**Task details**
Reproduce, with no changes, the line where "Err(err) => tracing::warn!(error" appears and every subsequent line of the listing, the last one included.

**Exercise data**
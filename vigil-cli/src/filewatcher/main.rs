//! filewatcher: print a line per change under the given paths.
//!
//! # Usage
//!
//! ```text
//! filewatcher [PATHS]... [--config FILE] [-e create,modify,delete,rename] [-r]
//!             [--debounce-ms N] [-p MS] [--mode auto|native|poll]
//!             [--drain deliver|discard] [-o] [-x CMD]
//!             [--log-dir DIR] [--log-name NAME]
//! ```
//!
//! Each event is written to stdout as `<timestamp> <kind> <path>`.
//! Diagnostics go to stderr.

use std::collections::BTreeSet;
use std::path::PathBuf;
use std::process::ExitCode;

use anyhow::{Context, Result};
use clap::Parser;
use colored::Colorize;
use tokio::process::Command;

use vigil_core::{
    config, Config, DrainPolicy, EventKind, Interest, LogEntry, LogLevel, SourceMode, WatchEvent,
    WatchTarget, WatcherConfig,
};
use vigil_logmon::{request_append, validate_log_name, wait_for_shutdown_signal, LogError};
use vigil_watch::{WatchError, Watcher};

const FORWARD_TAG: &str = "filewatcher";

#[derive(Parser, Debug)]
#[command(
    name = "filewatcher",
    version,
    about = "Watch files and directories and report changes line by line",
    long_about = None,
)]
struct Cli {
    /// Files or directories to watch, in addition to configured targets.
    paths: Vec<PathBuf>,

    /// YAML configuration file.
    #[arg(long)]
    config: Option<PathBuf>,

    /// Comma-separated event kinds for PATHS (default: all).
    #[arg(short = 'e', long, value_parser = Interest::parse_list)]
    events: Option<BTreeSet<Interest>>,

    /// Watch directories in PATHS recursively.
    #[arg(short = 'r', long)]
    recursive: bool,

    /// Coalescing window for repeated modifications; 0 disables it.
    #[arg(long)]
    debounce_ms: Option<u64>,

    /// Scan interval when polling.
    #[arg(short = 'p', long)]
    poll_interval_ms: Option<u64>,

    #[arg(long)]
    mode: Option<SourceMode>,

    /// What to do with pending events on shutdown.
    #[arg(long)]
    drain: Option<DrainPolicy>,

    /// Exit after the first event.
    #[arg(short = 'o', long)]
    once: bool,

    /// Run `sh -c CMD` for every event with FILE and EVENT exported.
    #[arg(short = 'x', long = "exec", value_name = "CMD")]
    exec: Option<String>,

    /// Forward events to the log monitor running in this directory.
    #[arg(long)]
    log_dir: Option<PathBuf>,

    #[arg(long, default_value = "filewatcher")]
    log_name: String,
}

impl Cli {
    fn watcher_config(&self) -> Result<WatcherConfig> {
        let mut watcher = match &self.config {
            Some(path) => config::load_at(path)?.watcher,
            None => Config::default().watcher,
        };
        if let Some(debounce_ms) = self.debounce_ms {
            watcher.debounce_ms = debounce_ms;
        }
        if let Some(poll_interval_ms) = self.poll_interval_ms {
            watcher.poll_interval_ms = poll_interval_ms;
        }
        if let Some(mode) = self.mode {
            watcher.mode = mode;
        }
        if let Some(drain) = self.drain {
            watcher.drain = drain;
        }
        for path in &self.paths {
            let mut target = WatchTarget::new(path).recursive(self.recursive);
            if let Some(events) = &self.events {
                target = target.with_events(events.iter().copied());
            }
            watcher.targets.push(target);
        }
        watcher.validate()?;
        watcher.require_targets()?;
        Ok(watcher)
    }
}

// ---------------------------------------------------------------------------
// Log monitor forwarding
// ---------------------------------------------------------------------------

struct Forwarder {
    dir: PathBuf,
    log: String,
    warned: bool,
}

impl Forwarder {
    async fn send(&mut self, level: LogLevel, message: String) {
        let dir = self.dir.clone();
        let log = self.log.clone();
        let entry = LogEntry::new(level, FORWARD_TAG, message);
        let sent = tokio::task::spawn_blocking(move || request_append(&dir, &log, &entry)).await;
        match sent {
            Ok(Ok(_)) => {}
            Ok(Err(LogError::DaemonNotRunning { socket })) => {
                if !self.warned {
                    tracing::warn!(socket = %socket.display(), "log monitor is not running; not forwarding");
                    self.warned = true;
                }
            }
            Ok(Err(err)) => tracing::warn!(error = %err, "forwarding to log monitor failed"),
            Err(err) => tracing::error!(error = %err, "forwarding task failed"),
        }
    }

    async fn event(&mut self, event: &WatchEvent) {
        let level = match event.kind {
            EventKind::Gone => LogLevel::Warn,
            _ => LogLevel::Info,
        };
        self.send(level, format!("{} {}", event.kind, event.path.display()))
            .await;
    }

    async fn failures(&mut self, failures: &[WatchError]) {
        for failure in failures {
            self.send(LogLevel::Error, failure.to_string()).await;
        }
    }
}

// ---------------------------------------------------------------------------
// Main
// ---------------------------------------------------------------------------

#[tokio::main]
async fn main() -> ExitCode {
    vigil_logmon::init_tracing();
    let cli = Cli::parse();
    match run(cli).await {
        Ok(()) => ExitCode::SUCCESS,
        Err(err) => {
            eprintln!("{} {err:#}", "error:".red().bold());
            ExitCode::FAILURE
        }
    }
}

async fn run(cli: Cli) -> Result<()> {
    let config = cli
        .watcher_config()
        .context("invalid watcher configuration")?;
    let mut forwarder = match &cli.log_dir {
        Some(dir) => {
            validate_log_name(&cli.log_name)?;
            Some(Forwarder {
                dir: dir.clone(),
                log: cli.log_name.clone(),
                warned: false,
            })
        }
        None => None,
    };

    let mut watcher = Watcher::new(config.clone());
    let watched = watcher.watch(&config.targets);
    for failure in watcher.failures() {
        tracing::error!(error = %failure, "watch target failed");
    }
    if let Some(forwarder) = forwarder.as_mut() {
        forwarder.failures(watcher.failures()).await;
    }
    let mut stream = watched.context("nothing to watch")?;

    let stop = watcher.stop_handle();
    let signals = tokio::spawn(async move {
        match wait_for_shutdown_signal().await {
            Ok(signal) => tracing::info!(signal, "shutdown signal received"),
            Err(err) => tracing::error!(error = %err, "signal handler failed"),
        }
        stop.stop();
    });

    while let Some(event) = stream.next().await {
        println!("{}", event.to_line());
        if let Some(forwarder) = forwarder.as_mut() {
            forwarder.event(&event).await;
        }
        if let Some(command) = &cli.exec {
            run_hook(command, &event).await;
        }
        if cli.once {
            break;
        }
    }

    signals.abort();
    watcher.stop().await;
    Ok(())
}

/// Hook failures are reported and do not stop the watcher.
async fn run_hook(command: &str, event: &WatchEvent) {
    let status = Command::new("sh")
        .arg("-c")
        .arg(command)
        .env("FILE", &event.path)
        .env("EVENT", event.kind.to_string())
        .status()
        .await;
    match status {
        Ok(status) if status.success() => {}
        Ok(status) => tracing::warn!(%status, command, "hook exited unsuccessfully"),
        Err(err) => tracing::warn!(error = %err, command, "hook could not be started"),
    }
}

**Your response**
        Err(err) => tracing::warn!(error = %err, command, "hook could not be started"),
    }
}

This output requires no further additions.